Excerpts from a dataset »
+++++

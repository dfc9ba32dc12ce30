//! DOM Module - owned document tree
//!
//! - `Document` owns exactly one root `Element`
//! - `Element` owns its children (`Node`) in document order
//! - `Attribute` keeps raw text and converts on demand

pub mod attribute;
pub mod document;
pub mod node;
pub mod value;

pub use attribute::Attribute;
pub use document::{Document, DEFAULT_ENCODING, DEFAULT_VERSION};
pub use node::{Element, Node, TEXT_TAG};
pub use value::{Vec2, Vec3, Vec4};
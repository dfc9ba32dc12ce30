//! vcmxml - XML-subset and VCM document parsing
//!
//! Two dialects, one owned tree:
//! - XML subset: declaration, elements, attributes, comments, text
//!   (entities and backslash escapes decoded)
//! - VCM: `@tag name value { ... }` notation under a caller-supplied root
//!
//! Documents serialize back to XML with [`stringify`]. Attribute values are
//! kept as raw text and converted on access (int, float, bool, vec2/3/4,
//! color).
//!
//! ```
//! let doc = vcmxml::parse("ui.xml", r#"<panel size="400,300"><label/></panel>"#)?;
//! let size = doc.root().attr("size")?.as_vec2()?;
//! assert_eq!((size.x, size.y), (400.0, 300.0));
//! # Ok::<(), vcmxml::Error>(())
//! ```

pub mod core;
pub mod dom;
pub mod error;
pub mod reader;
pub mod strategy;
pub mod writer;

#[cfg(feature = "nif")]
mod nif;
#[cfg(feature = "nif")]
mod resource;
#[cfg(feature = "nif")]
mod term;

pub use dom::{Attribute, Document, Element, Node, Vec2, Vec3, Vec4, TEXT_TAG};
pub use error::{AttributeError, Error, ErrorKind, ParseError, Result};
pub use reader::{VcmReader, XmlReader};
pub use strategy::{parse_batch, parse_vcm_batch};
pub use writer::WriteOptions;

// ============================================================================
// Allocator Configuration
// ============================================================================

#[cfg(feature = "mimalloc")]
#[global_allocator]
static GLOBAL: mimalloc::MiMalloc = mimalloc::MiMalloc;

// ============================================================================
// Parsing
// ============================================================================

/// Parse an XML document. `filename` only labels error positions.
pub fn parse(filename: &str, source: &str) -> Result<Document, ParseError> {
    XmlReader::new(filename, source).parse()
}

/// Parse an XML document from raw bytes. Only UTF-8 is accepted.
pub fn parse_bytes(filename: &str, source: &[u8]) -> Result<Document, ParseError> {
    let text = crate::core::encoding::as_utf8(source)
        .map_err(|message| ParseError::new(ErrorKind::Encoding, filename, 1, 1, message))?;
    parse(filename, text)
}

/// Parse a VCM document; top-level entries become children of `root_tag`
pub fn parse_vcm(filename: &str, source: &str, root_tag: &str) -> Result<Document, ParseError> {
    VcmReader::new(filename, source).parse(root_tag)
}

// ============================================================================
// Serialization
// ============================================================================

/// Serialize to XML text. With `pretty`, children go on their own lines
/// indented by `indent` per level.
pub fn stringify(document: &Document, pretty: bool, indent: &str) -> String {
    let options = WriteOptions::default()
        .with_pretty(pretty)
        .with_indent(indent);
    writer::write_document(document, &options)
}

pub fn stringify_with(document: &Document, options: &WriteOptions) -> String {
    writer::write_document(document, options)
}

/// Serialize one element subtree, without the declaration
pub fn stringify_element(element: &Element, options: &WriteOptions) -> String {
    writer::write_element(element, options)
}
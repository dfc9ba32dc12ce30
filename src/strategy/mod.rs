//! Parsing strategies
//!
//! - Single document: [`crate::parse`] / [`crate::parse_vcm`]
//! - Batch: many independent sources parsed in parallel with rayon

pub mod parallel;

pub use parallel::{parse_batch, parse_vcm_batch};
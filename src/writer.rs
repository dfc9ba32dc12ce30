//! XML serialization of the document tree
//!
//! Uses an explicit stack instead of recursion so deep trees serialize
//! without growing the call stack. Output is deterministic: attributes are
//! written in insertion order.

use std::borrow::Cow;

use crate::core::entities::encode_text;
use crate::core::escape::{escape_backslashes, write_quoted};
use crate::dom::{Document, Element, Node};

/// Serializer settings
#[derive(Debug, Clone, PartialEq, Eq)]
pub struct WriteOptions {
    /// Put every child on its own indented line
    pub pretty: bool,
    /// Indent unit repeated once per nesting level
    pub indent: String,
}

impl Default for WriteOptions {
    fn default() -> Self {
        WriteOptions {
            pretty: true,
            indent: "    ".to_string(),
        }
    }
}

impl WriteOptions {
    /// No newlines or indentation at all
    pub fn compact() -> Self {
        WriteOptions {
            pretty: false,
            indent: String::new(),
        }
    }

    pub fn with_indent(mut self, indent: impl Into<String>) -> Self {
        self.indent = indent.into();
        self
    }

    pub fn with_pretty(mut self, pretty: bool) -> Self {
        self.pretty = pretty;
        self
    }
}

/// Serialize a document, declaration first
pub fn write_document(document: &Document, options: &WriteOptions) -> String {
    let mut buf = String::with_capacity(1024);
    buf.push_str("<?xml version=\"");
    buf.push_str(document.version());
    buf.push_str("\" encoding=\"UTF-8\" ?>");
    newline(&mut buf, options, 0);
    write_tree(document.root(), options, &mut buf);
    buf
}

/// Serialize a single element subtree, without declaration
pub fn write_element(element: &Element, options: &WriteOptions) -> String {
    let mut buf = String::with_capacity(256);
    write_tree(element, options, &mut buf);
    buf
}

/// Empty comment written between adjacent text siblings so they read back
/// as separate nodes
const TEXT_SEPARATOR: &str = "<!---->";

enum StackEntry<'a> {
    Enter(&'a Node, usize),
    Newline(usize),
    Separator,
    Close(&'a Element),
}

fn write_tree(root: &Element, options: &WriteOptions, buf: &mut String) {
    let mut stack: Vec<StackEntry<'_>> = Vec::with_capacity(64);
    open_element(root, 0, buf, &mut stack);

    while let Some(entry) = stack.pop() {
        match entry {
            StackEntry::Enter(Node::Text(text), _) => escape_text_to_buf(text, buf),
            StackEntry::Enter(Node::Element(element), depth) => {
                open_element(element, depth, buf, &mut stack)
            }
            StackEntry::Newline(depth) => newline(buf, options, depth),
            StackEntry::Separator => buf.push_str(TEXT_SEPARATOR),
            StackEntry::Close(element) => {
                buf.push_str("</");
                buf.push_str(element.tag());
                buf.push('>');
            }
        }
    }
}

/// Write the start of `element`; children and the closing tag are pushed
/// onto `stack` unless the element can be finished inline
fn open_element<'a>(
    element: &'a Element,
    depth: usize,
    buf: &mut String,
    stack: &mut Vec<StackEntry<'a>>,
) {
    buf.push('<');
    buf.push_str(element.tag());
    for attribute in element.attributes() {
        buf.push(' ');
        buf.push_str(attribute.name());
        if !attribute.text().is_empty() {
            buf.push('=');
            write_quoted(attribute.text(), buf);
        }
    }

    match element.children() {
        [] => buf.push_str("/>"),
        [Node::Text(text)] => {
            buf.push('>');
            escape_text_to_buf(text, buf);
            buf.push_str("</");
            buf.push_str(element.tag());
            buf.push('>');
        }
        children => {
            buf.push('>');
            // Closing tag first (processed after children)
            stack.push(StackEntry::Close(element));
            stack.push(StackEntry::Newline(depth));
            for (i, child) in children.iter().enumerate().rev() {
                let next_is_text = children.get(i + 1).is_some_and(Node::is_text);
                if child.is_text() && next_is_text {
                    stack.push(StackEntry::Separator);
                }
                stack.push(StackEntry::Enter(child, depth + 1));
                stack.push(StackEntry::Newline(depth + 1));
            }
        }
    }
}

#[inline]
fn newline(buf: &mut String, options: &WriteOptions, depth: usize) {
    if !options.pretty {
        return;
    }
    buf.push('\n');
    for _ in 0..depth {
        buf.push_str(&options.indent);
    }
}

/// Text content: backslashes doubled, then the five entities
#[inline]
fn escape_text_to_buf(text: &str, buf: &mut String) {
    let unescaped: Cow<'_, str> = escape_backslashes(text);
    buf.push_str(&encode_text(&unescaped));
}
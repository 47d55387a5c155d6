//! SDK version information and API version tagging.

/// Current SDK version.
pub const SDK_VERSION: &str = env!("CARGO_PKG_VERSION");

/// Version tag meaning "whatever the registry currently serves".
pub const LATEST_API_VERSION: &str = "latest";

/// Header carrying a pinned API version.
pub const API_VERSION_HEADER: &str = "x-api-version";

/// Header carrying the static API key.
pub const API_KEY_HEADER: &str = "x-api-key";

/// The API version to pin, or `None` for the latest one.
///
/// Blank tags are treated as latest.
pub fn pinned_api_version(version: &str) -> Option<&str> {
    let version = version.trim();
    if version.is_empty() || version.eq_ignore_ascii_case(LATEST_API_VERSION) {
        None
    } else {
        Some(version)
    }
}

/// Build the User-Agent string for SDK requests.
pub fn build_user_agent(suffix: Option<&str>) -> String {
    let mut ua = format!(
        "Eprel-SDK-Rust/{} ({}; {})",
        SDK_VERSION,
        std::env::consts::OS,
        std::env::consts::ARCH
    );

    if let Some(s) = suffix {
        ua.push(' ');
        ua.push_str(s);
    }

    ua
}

+++++

EXERCISE REQUIREMENTS » Each line from the top of the data, up to and including the line that contains "Two dialects, one", should be set down exactly.

TASK RESPONSE »
repository dfc9ba32dc12ce30
//! DOM Module - owned document tree
//!
//! - `Document` owns exactly one root `Element`
//! - `Element` owns its children (`Node`) in document order
//! - `Attribute` keeps raw text and converts on demand

pub mod attribute;
pub mod document;
pub mod node;
pub mod value;

pub use attribute::Attribute;
pub use document::{Document, DEFAULT_ENCODING, DEFAULT_VERSION};
pub use node::{Element, Node, TEXT_TAG};
pub use value::{Vec2, Vec3, Vec4};
repository dfc9ba32dc12ce30
//! vcmxml - XML-subset and VCM document parsing
//!
//! Two dialects, one owned tree:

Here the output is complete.